> Work instructions
For the string "else", search the entries below and copy every line where it appears.

[Data for the task]

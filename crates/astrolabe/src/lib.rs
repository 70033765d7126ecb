//! Astrolabe - a structural validator for Mermaid-style diagram sources.
//!
//! Decides whether a renderer would accept a diagram without invoking it, and
//! reports every problem with its line, column and a stable error code.
//!
//! The free functions [`validate`], [`is_valid`] and [`diagram_type`] cover
//! the common cases. A [`Validator`] adds configuration, such as the renderer
//! version the sources must be compatible with.

pub mod compat;
pub mod config;

mod error;

pub use astrolabe_core::{ast, kind};
pub use astrolabe_parser::{
    Span, ValidationResult,
    error::{Diagnostic, ErrorCode},
    validate, validate_bytes,
};

pub use error::AstrolabeError;

use std::{fs, io::Read, path::Path};

use log::{debug, info};

use astrolabe_core::kind::DiagramKind;

use config::AppConfig;

/// Returns true if `source` is a valid diagram.
///
/// # Examples
///
/// ```
/// assert!(astrolabe::is_valid("flowchart TD\nA --> B"));
/// assert!(!astrolabe::is_valid("flowchart TD\nA B"));
/// ```
pub fn is_valid(source: &str) -> bool {
    validate(source).is_valid()
}

/// Returns the diagram type of `source`, valid or not.
///
/// # Examples
///
/// ```
/// use astrolabe::kind::DiagramKind;
///
/// assert_eq!(astrolabe::diagram_type("sequenceDiagram"), DiagramKind::Sequence);
/// assert_eq!(astrolabe::diagram_type("nonsense"), DiagramKind::Unknown);
/// ```
pub fn diagram_type(source: &str) -> DiagramKind {
    validate(source).diagram_type()
}

/// Configured validation of diagram sources.
///
/// # Examples
///
/// ```
/// use astrolabe::{Validator, config::AppConfig};
///
/// let validator = Validator::new(AppConfig::default().with_target_version("1.0.0"));
/// let result = validator.validate("flowchart TD\nA --> B");
///
/// // The diagram is fine, but the renderer version is not the validated one.
/// assert!(!result.is_valid());
/// assert_eq!(result.diagnostics()[0].code().as_str(), "VERSION_MISMATCH");
/// ```
#[derive(Debug, Default)]
pub struct Validator {
    config: AppConfig,
}

impl Validator {
    /// Create a new validator with the given configuration.
    pub fn new(config: AppConfig) -> Self {
        Self { config }
    }

    pub fn config(&self) -> &AppConfig {
        &self.config
    }

    /// Validate source text, then apply the configured compatibility check.
    pub fn validate(&self, source: &str) -> ValidationResult {
        self.finish(validate(source))
    }

    /// Validate raw bytes; see [`validate_bytes`].
    pub fn validate_bytes(&self, input: Option<&[u8]>) -> ValidationResult {
        self.finish(validate_bytes(input))
    }

    /// Read and validate a file.
    ///
    /// # Errors
    ///
    /// Returns [`AstrolabeError::ReadFile`] if the file cannot be read. A file
    /// that is not UTF-8 text is not an error; it yields an
    /// `INVALID_INPUT_TYPE` diagnostic.
    pub fn validate_file(&self, path: impl AsRef<Path>) -> Result<ValidationResult, AstrolabeError> {
        let path = path.as_ref();
        info!(path:? = path; "Validating file");

        let bytes = fs::read(path).map_err(|err| AstrolabeError::read_file(path, err))?;
        Ok(self.validate_bytes(Some(bytes.as_slice())))
    }

    /// Read `reader` to the end and validate its content.
    ///
    /// # Errors
    ///
    /// Returns [`AstrolabeError::Io`] if reading fails.
    pub fn validate_reader(&self, mut reader: impl Read) -> Result<ValidationResult, AstrolabeError> {
        let mut bytes = Vec::new();
        reader.read_to_end(&mut bytes)?;
        Ok(self.validate_bytes(Some(bytes.as_slice())))
    }

    fn finish(&self, mut result: ValidationResult) -> ValidationResult {
        if let Some(target) = self.config.compatibility().target_version() {
            compat::apply(&mut result, target);
        }
        debug!(
            kind = result.diagram_type().as_str(),
            valid = result.is_valid(),
            diagnostics = result.diagnostics().len();
            "Validation finished"
        );
        result
    }
}
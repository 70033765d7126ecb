//! Block-diagram grammar (`block-beta`).

use log::trace;

use astrolabe_core::{
    ast::{Block, BlockDiagram},
    kind::DiagramKind,
};

use super::{Parser, describe, diagnostic_at};
use crate::{
    error::ErrorCode,
    tokens::{Token, TokenKind},
};

impl<'src> Parser<'src> {
    /// Parse a block diagram after its header keyword.
    ///
    /// Accepts `columns N` and `id` or `id[label]` blocks; links between
    /// blocks are not supported.
    pub(super) fn block_diagram(&mut self, header: &Token<'src>) -> BlockDiagram {
        trace!(line = header.line; "Parsing block diagram");
        self.skip_line(header.line);

        let mut diagram = BlockDiagram::default();

        while !self.at_eof() {
            let token = self.peek();

            if token.is(TokenKind::Semicolon) {
                self.bump();
                continue;
            }

            if let Some(statement) = self.peek_meta_statement() {
                self.meta_statement(DiagramKind::Block, statement);
                continue;
            }

            if token.is(TokenKind::Identifier) && token.text == "columns" && self.at_statement_start() {
                self.columns(&mut diagram);
                continue;
            }

            if token.is_name() {
                let id = self.bump_name();
                let next = self.peek();
                let label = if next.is(TokenKind::LeftBracket) && next.line == id.end_line() {
                    self.delimited_label(&id, TokenKind::RightBracket, &[])
                } else {
                    None
                };
                diagram.blocks.push(Block {
                    id: id.value().to_string(),
                    label,
                });
                continue;
            }

            self.bump();
            let suggestion = if token.kind.is_arrow() {
                "links between blocks are not supported"
            } else {
                "expected `columns N` or a block like `id[\"label\"]`"
            };
            self.emit(
                diagnostic_at(
                    &token,
                    ErrorCode::ParseError,
                    format!("unexpected {} in block diagram", describe(&token)),
                )
                .with_suggestion(suggestion),
            );
        }

        diagram
    }

    /// `columns N`
    fn columns(&mut self, diagram: &mut BlockDiagram) {
        let keyword = self.bump();
        let count = self.peek();

        let parsed = if self.on_line(keyword.line) && count.is(TokenKind::Number) {
            count.text.parse::<u32>().ok()
        } else {
            None
        };

        match parsed {
            Some(columns) => {
                self.bump();
                diagram.columns = Some(columns);
            }
            None => {
                self.emit(
                    diagnostic_at(
                        &keyword,
                        ErrorCode::ParseError,
                        format!("expected a column count after `columns`, found {}", describe(&count)),
                    )
                    .with_suggestion("write `columns 3`"),
                );
            }
        }
        self.skip_line(keyword.line);
    }
}
//! XY-chart grammar (`xychart-beta`).
//!
//! Recognized statements are `title`, `x-axis [...]`, `y-axis`, and the
//! `bar` / `line` series. A chart must have at least one series.

use log::trace;

use astrolabe_core::{
    ast::{Series, SeriesKind, XyChart, YAxis},
    kind::DiagramKind,
};

use super::{Parser, describe, diagnostic_at};
use crate::{
    error::ErrorCode,
    tokens::{Token, TokenKind},
};

/// Characters that force an x-axis category to be quoted.
fn needs_quoting(label: &str) -> bool {
    label.chars().any(|c| {
        c.is_whitespace() || matches!(c, '"' | '\'' | '[' | ']' | '{' | '}' | '|' | '\\' | '/')
    })
}

fn parse_number(token: &Token<'_>) -> Option<f64> {
    if token.is(TokenKind::Number) {
        token.text.parse().ok()
    } else {
        None
    }
}

impl<'src> Parser<'src> {
    /// Parse an XY chart after its header keyword.
    pub(super) fn xy_chart(&mut self, header: &Token<'src>) -> XyChart {
        trace!(line = header.line; "Parsing xy chart");

        let mut chart = XyChart::default();
        let orientation = self.peek();
        if self.on_line(header.line) && orientation.text == "horizontal" {
            self.bump();
            chart.horizontal = true;
        }
        self.skip_line(header.line);

        while !self.at_eof() {
            let token = self.peek();

            if token.is(TokenKind::Semicolon) {
                self.bump();
                continue;
            }

            if token.is(TokenKind::Identifier) && self.at_statement_start() {
                match token.text {
                    "title" => {
                        self.chart_title(&mut chart);
                        continue;
                    }
                    "x-axis" => {
                        self.x_axis(&mut chart);
                        continue;
                    }
                    "y-axis" => {
                        self.y_axis(&mut chart);
                        continue;
                    }
                    "bar" | "line" => {
                        self.series(&mut chart);
                        continue;
                    }
                    "area" | "scatter" => {
                        self.emit(
                            diagnostic_at(
                                &token,
                                ErrorCode::UnsupportedChartType,
                                format!("`{}` series are not supported", token.text),
                            )
                            .with_suggestion("use a `bar` or `line` series"),
                        );
                        self.skip_line(token.line);
                        continue;
                    }
                    "series" => {
                        self.emit(
                            diagnostic_at(
                                &token,
                                ErrorCode::UnsupportedSeriesSyntax,
                                "the generic `series` statement is not supported",
                            )
                            .with_suggestion("declare each series as `bar [...]` or `line [...]`"),
                        );
                        self.skip_line(token.line);
                        continue;
                    }
                    _ => {}
                }
            }

            if let Some(statement) = self.peek_meta_statement() {
                self.meta_statement(DiagramKind::XyChart, statement);
                continue;
            }

            self.emit(
                diagnostic_at(
                    &token,
                    ErrorCode::ParseError,
                    format!("unexpected {} in xy chart", describe(&token)),
                )
                .with_suggestion("expected `title`, `x-axis`, `y-axis`, `bar` or `line`"),
            );
            self.skip_line(token.line);
        }

        if chart.series.is_empty() {
            self.emit(
                diagnostic_at(header, ErrorCode::MissingData, "chart has no data series")
                    .with_suggestion("add a series such as `bar [1, 2, 3]`"),
            );
        }

        chart
    }

    /// `title "text"` or `title free text`
    fn chart_title(&mut self, chart: &mut XyChart) {
        let keyword = self.bump();
        let words = self.rest_of_line(keyword.line);
        chart.title = self.label_text(&words);
        if chart.title.is_none() {
            self.emit(
                diagnostic_at(&keyword, ErrorCode::ParseError, "expected a chart title")
                    .with_suggestion("write `title \"Sales\"`"),
            );
        }
    }

    /// `x-axis ["title"] [a, b, "c d"]`
    fn x_axis(&mut self, chart: &mut XyChart) {
        let keyword = self.bump();
        if self.on_line(keyword.line) && self.at(TokenKind::String) {
            self.bump();
        }

        if !(self.on_line(keyword.line) && self.at(TokenKind::LeftBracket)) {
            let found = self.peek();
            let at = if self.on_line(keyword.line) { found } else { keyword };
            self.emit(
                diagnostic_at(
                    &at,
                    ErrorCode::InvalidXAxisSyntax,
                    format!("`x-axis` expects a bracketed category list, found {}", describe(&found)),
                )
                .with_suggestion("write `x-axis [jan, feb, mar]`"),
            );
            self.skip_line(keyword.line);
            return;
        }

        let open = self.bump();
        let mut categories = Vec::new();
        let mut item: Vec<Token<'src>> = Vec::new();

        loop {
            let token = self.peek();
            match token.kind {
                TokenKind::RightBracket => {
                    self.bump();
                    self.push_category(&mut categories, &item);
                    break;
                }
                TokenKind::Comma => {
                    self.bump();
                    self.push_category(&mut categories, &item);
                    item.clear();
                }
                TokenKind::Eof => {
                    self.emit(
                        diagnostic_at(
                            &open,
                            ErrorCode::InvalidXAxisSyntax,
                            "`x-axis` category list is never closed",
                        )
                        .with_suggestion("close the list with `]`"),
                    );
                    self.push_category(&mut categories, &item);
                    break;
                }
                _ => {
                    item.push(self.bump());
                }
            }
        }

        chart.x_axis = categories;
        self.skip_line(keyword.line);
    }

    /// Validate one comma-separated category and add it to the axis.
    fn push_category(&mut self, categories: &mut Vec<String>, item: &[Token<'src>]) {
        let (Some(first), Some(last)) = (item.first(), item.last()) else {
            return;
        };

        if item.len() == 1 && first.is(TokenKind::String) {
            categories.push(first.value().to_string());
            return;
        }

        let raw = self.text_between(first, last);
        if needs_quoting(raw) {
            self.emit(
                diagnostic_at(
                    first,
                    ErrorCode::InvalidIdentifier,
                    format!("category `{raw}` must be quoted"),
                )
                .with_suggestion(format!("\"{}\"", raw.replace('"', "'"))),
            );
        }
        categories.push(raw.to_string());
    }

    /// `y-axis ["label"|label] [min --> max]`
    fn y_axis(&mut self, chart: &mut XyChart) {
        let keyword = self.bump();
        let line = keyword.line;
        let mut axis = YAxis::default();

        let label = self.peek();
        let is_label = label.is(TokenKind::String)
            || (label.is(TokenKind::Identifier) && !matches!(label.text, "min" | "max"));
        if self.on_line(line) && is_label {
            self.bump();
            axis.label = Some(label.value().to_string());
        }

        if self.on_line(line) {
            if let Some((min, max)) = self.y_range(line) {
                axis.min = Some(min);
                axis.max = Some(max);
            }
        }

        chart.y_axis = Some(axis);
        self.skip_line(line);
    }

    /// `min --> max` on `line`; reports and returns `None` when malformed.
    fn y_range(&mut self, line: usize) -> Option<(f64, f64)> {
        let min = self.y_bound(line)?;

        let arrow = self.peek();
        if !(self.on_line(line) && arrow.is(TokenKind::Arrow)) {
            self.emit(
                diagnostic_at(
                    &arrow,
                    ErrorCode::InvalidYAxisSyntax,
                    format!("expected `-->` between the y-axis bounds, found {}", describe(&arrow)),
                )
                .with_suggestion("write the range as `0 --> 100`"),
            );
            return None;
        }
        self.bump();

        let max = self.y_bound(line)?;
        Some((min, max))
    }

    fn y_bound(&mut self, line: usize) -> Option<f64> {
        let token = self.peek();
        if self.on_line(line) {
            if let Some(value) = parse_number(&token) {
                self.bump();
                return Some(value);
            }
        }

        let message = if matches!(token.text, "min" | "max") {
            format!("`{}` is not a number; y-axis bounds must be numeric", token.text)
        } else {
            format!("expected a numeric y-axis bound, found {}", describe(&token))
        };
        self.emit(
            diagnostic_at(&token, ErrorCode::InvalidYAxisSyntax, message)
                .with_suggestion("write the range as `y-axis \"Revenue\" 0 --> 100`"),
        );
        None
    }

    /// `bar ["title"] [1, 2, 3]` or `line [...]`
    fn series(&mut self, chart: &mut XyChart) {
        let keyword = self.bump();
        let kind = if keyword.text == "bar" {
            SeriesKind::Bar
        } else {
            SeriesKind::Line
        };

        if self.on_line(keyword.line) && self.at(TokenKind::String) {
            self.bump();
        }

        if !(self.on_line(keyword.line) && self.at(TokenKind::LeftBracket)) {
            let found = self.peek();
            self.emit(
                diagnostic_at(
                    &keyword,
                    ErrorCode::ParseError,
                    format!("expected `[` with values after `{}`, found {}", keyword.text, describe(&found)),
                )
                .with_suggestion(format!("write `{} [1, 2, 3]`", keyword.text)),
            );
            self.skip_line(keyword.line);
            return;
        }
        self.bump();

        let mut values = Vec::new();
        loop {
            let token = self.peek();
            match token.kind {
                TokenKind::RightBracket => {
                    self.bump();
                    break;
                }
                TokenKind::Comma => {
                    self.bump();
                }
                TokenKind::Number => {
                    self.bump();
                    if let Some(value) = parse_number(&token) {
                        values.push(value);
                    }
                }
                _ => {
                    self.emit(
                        diagnostic_at(
                            &token,
                            ErrorCode::ParseError,
                            format!("expected a numeric value, found {}", describe(&token)),
                        )
                        .with_suggestion("series values are numbers separated by commas"),
                    );
                    self.recover(&[TokenKind::RightBracket]);
                    self.eat(TokenKind::RightBracket);
                    break;
                }
            }
        }

        chart.series.push(Series { kind, values });
        self.skip_line(keyword.line);
    }
}
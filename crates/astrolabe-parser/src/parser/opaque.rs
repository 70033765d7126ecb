//! Diagram types whose content is not modeled.
//!
//! Class, state, ER, pie, journey, gantt, gitgraph, mindmap and timeline
//! diagrams are consumed to the end of the input. Only the meta-statement
//! legality rules apply to them.

use log::trace;

use astrolabe_core::kind::DiagramKind;

use super::Parser;
use crate::tokens::Token;

impl<'src> Parser<'src> {
    /// Consume a diagram of type `kind` after its header keyword.
    ///
    /// The rest of the header line holds header arguments (`pie title Pets`)
    /// and is never checked.
    pub(super) fn opaque(&mut self, kind: DiagramKind, header: &Token<'src>) {
        trace!(kind = kind.as_str(), line = header.line; "Consuming diagram body");
        self.skip_line(header.line);

        while !self.at_eof() {
            match self.peek_meta_statement() {
                Some(statement) => self.meta_statement(kind, statement),
                None => {
                    self.bump();
                }
            }
        }
    }
}
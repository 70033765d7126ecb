//! Error types for Astrolabe operations.
//!
//! Problems in a diagram are never errors: they are diagnostics inside a
//! [`ValidationResult`](astrolabe_parser::ValidationResult). [`AstrolabeError`]
//! covers the failures around validation, such as unreadable input.

use std::{io, path::PathBuf};

use thiserror::Error;

/// The main error type for Astrolabe operations.
#[derive(Debug, Error)]
pub enum AstrolabeError {
    #[error("I/O error: {0}")]
    Io(#[from] io::Error),

    #[error("failed to read `{}`: {source}", path.display())]
    ReadFile { path: PathBuf, source: io::Error },
}

impl AstrolabeError {
    /// Create a `ReadFile` error for `path`.
    pub fn read_file(path: impl Into<PathBuf>, source: io::Error) -> Self {
        Self::ReadFile {
            path: path.into(),
            source,
        }
    }
}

[/Data for the task]

> Exercise output
                } else {
            } else {
        } else {
    } else {
            let at = if self.on_line(keyword.line) { found } else { keyword };
        let (Some(first), Some(last)) = (item.first(), item.last()) else {
        } else {
        } else {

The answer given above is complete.